Excerpted records Block Start

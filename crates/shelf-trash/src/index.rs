//! Mapping from mount point to the trash directory serving it.

use std::path::{Path, PathBuf};

use indexmap::IndexMap;
use tracing::debug;

use crate::dir::TrashDir;
use crate::volume::VolumeMonitor;

/// Ordered mount point -> trash directory map.
#[derive(Debug, Clone, Default)]
pub struct TrashIndex {
    dirs: IndexMap<PathBuf, TrashDir>,
}

impl TrashIndex {
    /// Build the index for `uid` from the monitor's current volumes.
    ///
    /// Every writable volume gets a `.Trash-<uid>` root, except for the
    /// superuser. The home trash is inserted last so it owns the mount
    /// point it lives on.
    pub fn build(home: &TrashDir, monitor: &dyn VolumeMonitor, uid: u32) -> Self {
        let mut dirs = IndexMap::new();

        if uid != 0 {
            for volume in monitor.volumes() {
                if !volume.writable {
                    debug!(mount = %volume.mount_point.display(), "skipping read-only volume");
                    continue;
                }
                let trash = TrashDir::device(&volume.mount_point, uid);
                dirs.insert(volume.mount_point, trash);
            }
        }

        match monitor.mount_point_of(home.root()) {
            Ok(mount) => {
                dirs.insert(mount, home.clone());
            }
            Err(e) => {
                debug!(root = %home.root().display(), error = %e, "home trash mount unknown");
            }
        }

        Self { dirs }
    }

    /// Trash serving the volume mounted at `mount`.
    pub fn get(&self, mount: &Path) -> Option<&TrashDir> {
        self.dirs.get(mount)
    }

    /// Innermost trash root containing `path`.
    pub fn containing(&self, path: &Path) -> Option<&TrashDir> {
        self.dirs
            .values()
            .filter(|dir| dir.contains(path))
            .max_by_key(|dir| dir.root().components().count())
    }

    /// Every known trash directory, in insertion order.
    pub fn dirs(&self) -> impl Iterator<Item = &TrashDir> {
        self.dirs.values()
    }

    /// Every known trash root path.
    pub fn roots(&self) -> Vec<PathBuf> {
        self.dirs.values().map(|d| d.root().to_path_buf()).collect()
    }

    pub fn len(&self) -> usize {
        self.dirs.len()
    }

    pub fn is_empty(&self) -> bool {
        self.dirs.is_empty()
    }
}
//! The event contract shared by every task.

use std::path::PathBuf;

use serde::{Deserialize, Serialize};
use tokio::sync::mpsc;

/// The kind of operation a task performs.
#[derive(Debug, Clone, Copy, PartialEq, Eq, Hash, Serialize, Deserialize)]
pub enum OperationKind {
    Copy,
    Move,
    Delete,
    Trash,
    Restore,
    Purge,
    Load,
}

impl std::fmt::Display for OperationKind {
    fn fmt(&self, f: &mut std::fmt::Formatter<'_>) -> std::fmt::Result {
        match self {
            Self::Copy => write!(f, "Copy"),
            Self::Move => write!(f, "Move"),
            Self::Delete => write!(f, "Delete"),
            Self::Trash => write!(f, "Move to trash"),
            Self::Restore => write!(f, "Restore"),
            Self::Purge => write!(f, "Delete from trash"),
            Self::Load => write!(f, "Load"),
        }
    }
}

/// An event emitted by a task.
///
/// A task emits `Started` once, then any number of `PreUpdate`/`Updated`
/// events, then exactly one of `Finished`, `Failed` or `Stopped`.
/// Nothing follows the terminal event.
#[derive(Debug, Clone, PartialEq)]
pub enum TaskEvent<U> {
    /// The task began. `total` is the number of work units when known.
    Started { total: Option<usize> },
    /// Work on `path` is about to begin.
    PreUpdate { path: PathBuf },
    /// Task-specific progress payload.
    Updated(U),
    /// All work completed.
    Finished { total: usize },
    /// The task aborted on `path`.
    Failed { path: PathBuf, message: String },
    /// The task observed its cancellation flag and unwound.
    Stopped,
}

impl<U> TaskEvent<U> {
    /// Whether this event ends the task.
    pub fn is_terminal(&self) -> bool {
        matches!(
            self,
            Self::Finished { .. } | Self::Failed { .. } | Self::Stopped
        )
    }

    /// The progress payload, if this is an update.
    pub fn update(&self) -> Option<&U> {
        match self {
            Self::Updated(update) => Some(update),
            _ => None,
        }
    }
}

/// Sending half of a task's event queue. Safe to use from any thread.
pub type EventSender<U> = mpsc::UnboundedSender<TaskEvent<U>>;

/// Receiving half of a task's event queue, owned by the controller.
pub type EventReceiver<U> = mpsc::UnboundedReceiver<TaskEvent<U>>;

/// Create a new event queue.
pub fn event_channel<U>() -> (EventSender<U>, EventReceiver<U>) {
    mpsc::unbounded_channel()
}

/// Drain every event currently queued without blocking.
pub fn drain<U>(rx: &mut EventReceiver<U>) -> Vec<TaskEvent<U>> {
    let mut events = Vec::new();
    while let Ok(event) = rx.try_recv() {
        events.push(event);
    }
    events
}

/// Fraction of work done, guarding against an empty total.
pub fn fraction(completed: usize, total: usize) -> f64 {
    if total == 0 {
        0.0
    } else {
        (completed as f64 / total as f64).min(1.0)
    }
}

#[cfg(test)]
mod tests {
    use super::*;

    #[test]
    fn test_terminal_events() {
        assert!(TaskEvent::<()>::Finished { total: 1 }.is_terminal());
        assert!(TaskEvent::<()>::Stopped.is_terminal());
        assert!(
            TaskEvent::<()>::Failed {
                path: PathBuf::from("/x"),
                message: "boom".into()
            }
            .is_terminal()
        );
        assert!(!TaskEvent::<()>::Started { total: None }.is_terminal());
        assert!(!TaskEvent::Updated(1u8).is_terminal());
    }

    #[test]
    fn test_fraction() {
        assert_eq!(fraction(0, 0), 0.0);
        assert_eq!(fraction(1, 4), 0.25);
        assert_eq!(fraction(5, 4), 1.0);
    }

    #[test]
    fn test_drain_collects_in_order() {
        let (tx, mut rx) = event_channel::<u8>();
        tx.send(TaskEvent::Started { total: Some(1) }).unwrap();
        tx.send(TaskEvent::Updated(7)).unwrap();
        let events = drain(&mut rx);
        assert_eq!(events.len(), 2);
        assert_eq!(events[1].update(), Some(&7));
    }
}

Excerpted records Block End

• _What you should do_: For the string "enum", go through the entries above and copy each line where it occurs.

• _Exercise answer_:
pub enum OperationKind {
pub enum TaskEvent<U> {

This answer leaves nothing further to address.